**WHAT YOU HAVE TO DO:** Check each line of the data, and copy those where "images" appears.

──────── SOURCE RECORDS

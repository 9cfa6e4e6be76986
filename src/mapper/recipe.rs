use serde_json::{json, Map, Value};

use super::{collapse_or, field, minutes_duration, or_default, RecipeRowBinding};
use crate::forms::{RecipeForm, RecipeReview};

/// Leading integer of a string, read the way a browser's `parseInt` reads
/// it: optional sign, then decimal digits or `0x` hex digits, leading
/// whitespace ignored. `None` when no digit leads.
pub(crate) fn parse_int_prefix(value: &str) -> Option<f64> {
    let value = value.trim_start();
    let (sign, rest) = match value.strip_prefix('-') {
        Some(rest) => (-1.0, rest),
        None => (1.0, value.strip_prefix('+').unwrap_or(value)),
    };
    let (radix, digits) = match rest.strip_prefix("0x").or_else(|| rest.strip_prefix("0X")) {
        Some(hex) => (16, hex),
        None => (10, rest),
    };
    let end = digits
        .find(|c: char| !c.is_digit(radix))
        .unwrap_or(digits.len());
    let digits = &digits[..end];
    if digits.is_empty() {
        return None;
    }
    let magnitude = if radix == 10 {
        digits.parse::<f64>().ok()?
    } else {
        digits
            .chars()
            .filter_map(|c| c.to_digit(16))
            .fold(0.0, |n, d| n * 16.0 + f64::from(d))
    };
    Some(sign * magnitude)
}

/// Integral number in browser notation: shortest digits padded with zeros,
/// exponent form from 1e21 up
fn format_integral(n: f64) -> String {
    if n.is_nan() {
        return "NaN".to_string();
    }
    if n.is_infinite() {
        return if n > 0.0 { "Infinity" } else { "-Infinity" }.to_string();
    }
    if n == 0.0 {
        return "0".to_string();
    }
    let sign = if n < 0.0 { "-" } else { "" };
    let scientific = format!("{:e}", n.abs());
    let (mantissa, exponent) = scientific
        .split_once('e')
        .unwrap_or((scientific.as_str(), "0"));
    let exponent: usize = exponent.parse().unwrap_or(0);
    let digits: String = mantissa.chars().filter(|c| *c != '.').collect();

    if exponent >= 21 {
        let (head, tail) = digits.split_at(1);
        let fraction = if tail.is_empty() {
            String::new()
        } else {
            format!(".{}", tail)
        };
        format!("{}{}{}e+{}", sign, head, fraction, exponent)
    } else {
        let zeros = (exponent + 1).saturating_sub(digits.len());
        format!("{}{}{}", sign, digits, "0".repeat(zeros))
    }
}

/// `PT{prep + cook}M` when both are set; `PTNaNM` when either has no
/// leading integer
fn total_time(prep: &str, cook: &str) -> String {
    let (prep, cook) = (field(prep), field(cook));
    if prep.is_empty() || cook.is_empty() {
        return String::new();
    }
    match (parse_int_prefix(prep), parse_int_prefix(cook)) {
        (Some(p), Some(c)) => format!("PT{}M", format_integral(p + c)),
        _ => "PTNaNM".to_string(),
    }
}

fn non_empty<'a>(values: impl Iterator<Item = &'a String>) -> impl Iterator<Item = &'a str> {
    values.map(|v| field(v)).filter(|v| !v.is_empty())
}

fn review(review: &RecipeReview) -> Value {
    json!({
        "@type": "Review",
        "name": field(&review.name),
        "reviewBody": field(&review.body),
        "author": {
            "@type": "Person",
            "name": field(&review.author),
        },
    })
}

fn has_content(review: &RecipeReview) -> bool {
    [&review.name, &review.body, &review.author]
        .iter()
        .any(|f| !field(f).is_empty())
}

fn ingredients(form: &RecipeForm, binding: RecipeRowBinding) -> Vec<Value> {
    match binding {
        RecipeRowBinding::Legacy => Vec::new(),
        RecipeRowBinding::Direct => non_empty(form.ingredients.values()).map(|i| json!(i)).collect(),
    }
}

fn instructions(form: &RecipeForm, binding: RecipeRowBinding) -> Vec<Value> {
    match binding {
        RecipeRowBinding::Legacy => Vec::new(),
        RecipeRowBinding::Direct => non_empty(form.steps.values())
            .map(|text| json!({ "@type": "HowToStep", "text": text }))
            .collect(),
    }
}

pub fn map_recipe(form: &RecipeForm, binding: RecipeRowBinding) -> Value {
    let images: Vec<Value> = non_empty(form.thumbnails.values()).map(|url| json!(url)).collect();
    let reviews: Vec<Value> = form
        .reviews
        .values()
        .filter(|r| has_content(r))
        .map(review)
        .collect();

    let mut schema = Map::new();
    schema.insert("@context".into(), json!("https://schema.org/"));
    schema.insert("@type".into(), json!("Recipe"));
    schema.insert("name".into(), json!(field(&form.name)));
    schema.insert("image".into(), collapse_or(images, json!(["", ""])));
    schema.insert("description".into(), json!(field(&form.description)));
    schema.insert("keywords".into(), json!(field(&form.keywords)));
    schema.insert(
        "author".into(),
        json!({ "@type": "Person", "name": field(&form.creator) }),
    );
    schema.insert("prepTime".into(), json!(minutes_duration(&form.prep_time)));
    schema.insert("cookTime".into(), json!(minutes_duration(&form.cook_time)));
    schema.insert(
        "totalTime".into(),
        json!(total_time(&form.prep_time, &form.cook_time)),
    );
    schema.insert(
        "recipeCategory".into(),
        json!(or_default(&form.category, "appetizer")),
    );
    schema.insert(
        "nutrition".into(),
        json!({
            "@type": "NutritionInformation",
            "calories": field(&form.calories),
        }),
    );
    schema.insert(
        "recipeIngredient".into(),
        collapse_or(ingredients(form, binding), json!(["", ""])),
    );
    schema.insert(
        "recipeInstructions".into(),
        collapse_or(
            instructions(form, binding),
            json!([
                { "@type": "HowToStep", "text": "" },
                { "@type": "HowToStep", "text": "" },
            ]),
        ),
    );
    schema.insert(
        "review".into(),
        collapse_or(
            reviews,
            json!({
                "@type": "Review",
                "name": "ggg",
                "reviewBody": "",
                "author": { "@type": "Person", "name": "" },
            }),
        ),
    );

    Value::Object(schema)
}
use clap::{Parser, Subcommand};
use std::path::PathBuf;

use crate::domain::SchemaType;
use crate::mapper::RecipeRowBinding;

/// ldforge - schema.org JSON-LD generator for structured-data forms
#[derive(Parser, Debug, Clone)]
#[command(name = "ldforge", version, about, long_about = None)]
pub struct Cli {
    /// Path to the configuration file
    #[arg(short, long, env = "LDFORGE_CONFIG", default_value = "ldforge.toml", global = true)]
    pub config: PathBuf,

    /// Refuse to generate from forms with missing or malformed fields
    #[arg(long, env = "LDFORGE_STRICT", global = true)]
    pub strict: bool,

    /// Rows read for recipe ingredients and instructions (legacy, direct)
    #[arg(long, env = "LDFORGE_RECIPE_BINDING", global = true)]
    pub recipe_binding: Option<RecipeRowBinding>,

    /// Preview refresh delay after the last edit, in milliseconds
    #[arg(long, env = "LDFORGE_DEBOUNCE_MS", global = true)]
    pub debounce_ms: Option<u64>,

    #[command(subcommand)]
    pub command: Command,
}

#[derive(Subcommand, Debug, Clone)]
pub enum Command {
    /// Generate the JSON-LD script block for a form file
    Generate {
        /// Form file (.json, .yaml, .yml or .toml)
        file: PathBuf,

        /// Schema type to generate instead of the one saved in the form
        #[arg(short = 't', long = "type")]
        schema_type: Option<SchemaType>,

        /// Export the script to this file instead of printing it
        #[arg(short, long)]
        output: Option<PathBuf>,

        /// Print bare JSON without the script tag
        #[arg(long)]
        json: bool,
    },

    /// Check a form file and list missing or malformed fields
    Validate {
        file: PathBuf,

        #[arg(short = 't', long = "type")]
        schema_type: Option<SchemaType>,
    },

    /// Generate a script file for every form file in a directory
    Batch {
        dir: PathBuf,

        #[arg(long)]
        out_dir: PathBuf,
    },

    /// List the supported schema types
    Types,
}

────────────────

**EXERCISE RESPONSE:**
    let images: Vec<Value> = non_empty(form.thumbnails.values()).map(|url| json!(url)).collect();
    schema.insert("image".into(), collapse_or(images, json!(["", ""])));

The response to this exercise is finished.